“No one has ever made it to their goal and thought to themselves, now how did I do that?”
T.D. Jakes

If you are keeping up with the BetterU program like I am, you know they are now talking about tracking what you are eating and what you are doing exercise-wise so you know how you are doing and what to change if you are not getting the results that you want. This is like music to my ears.

Tracking for many seems cumbersome in the beginning and so many don’t want to do it but I wish I had a dollar for every smile that I receive when I tell a client that they are X% stronger, faster, lighter, healthier and so on. Tracking shows you progress. Your progress. As you embark on an endeavor as big as this, you need all the extra encouragement you can get because the road seems long and unending. The biggest mistake is to make the scale your only form of tracking. Seeing how your diet has evolved over the length of this program and how your workouts become easier and more frequent is rewarding.

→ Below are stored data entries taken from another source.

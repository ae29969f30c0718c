use stowage_core::db::open_db_in_memory;
use stowage_core::service::export_service::SNAPSHOT_FORMAT_VERSION;
use stowage_core::{
    snapshot, FilterState, ItemEdit, ItemService, MasterKind, MasterService,
    SqliteItemRepository, SqliteMasterRepository,
};

#[test]
fn snapshot_contains_sorted_masters_and_all_items() {
    let conn = open_db_in_memory().unwrap();
    let masters = MasterService::new(SqliteMasterRepository::try_new(&conn).unwrap());
    let items = ItemService::new(
        SqliteItemRepository::try_new(&conn).unwrap(),
        SqliteMasterRepository::try_new(&conn).unwrap(),
    );

    masters.create(MasterKind::Category, "Tools").unwrap();
    masters.create(MasterKind::Category, "Books").unwrap();
    masters.create(MasterKind::Location, "Attic").unwrap();
    let tag = masters
        .create(MasterKind::Tag, "fragile")
        .unwrap()
        .unwrap();
    let vase = items.create_item(&FilterState::default()).unwrap();
    items
        .edit_item(
            vase.id(),
            vec![ItemEdit::AddTag(tag.id), ItemEdit::Disposed(true)],
        )
        .unwrap();
    items.create_item(&FilterState::default()).unwrap();

    let inventory = snapshot(
        &SqliteItemRepository::try_new(&conn).unwrap(),
        &SqliteMasterRepository::try_new(&conn).unwrap(),
    )
    .unwrap();

    assert_eq!(inventory.format_version, SNAPSHOT_FORMAT_VERSION);
    let categories: Vec<_> = inventory
        .categories
        .iter()
        .map(|record| record.name.as_str())
        .collect();
    assert_eq!(categories, vec!["Books", "Tools"]);
    assert_eq!(inventory.locations.len(), 1);
    assert_eq!(inventory.tags.len(), 1);
    assert_eq!(inventory.items.len(), 2);

    let value = serde_json::to_value(&inventory).unwrap();
    assert_eq!(value["items"].as_array().unwrap().len(), 2);
    assert_eq!(value["tags"][0]["kind"], "tag");
    assert!(value["items"]
        .as_array()
        .unwrap()
        .iter()
        .any(|item| item["is_disposed"] == true));
}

It’s cool to see things like that.

If you are helping someone else through this program, you know how important it is to give a word of encouragement to your mom, aunt, cousin, friend and so on. When you help them to track, you give yourself something to be able to use to keep them going through the weeks. However, they may not and you may not know things that you can track that show progress other than the scale. Here is a list for you:

Food choices. Let them know that they have been eating:

more good than bad
more fruits and veggies than refined carbs
more good fats
better timing with meals
more meals
drinking water
not drinking soda
drinking less soda

Exercise

more days working out than not
lifting once per week
lifting twice per week
lifting three times per week
going up in the weight
learning more advanced moves
can do “this” now when they couldn’t before
can workout longer
can walk faster
can walk longer
can walk longer AND faster

When you see it written out this way you realize there are a myriad of ways for you to keep track of your progress without having to step on the scale. What are you going to use as your litmus?

Have fun and don’t forget to track it all in your fitbook!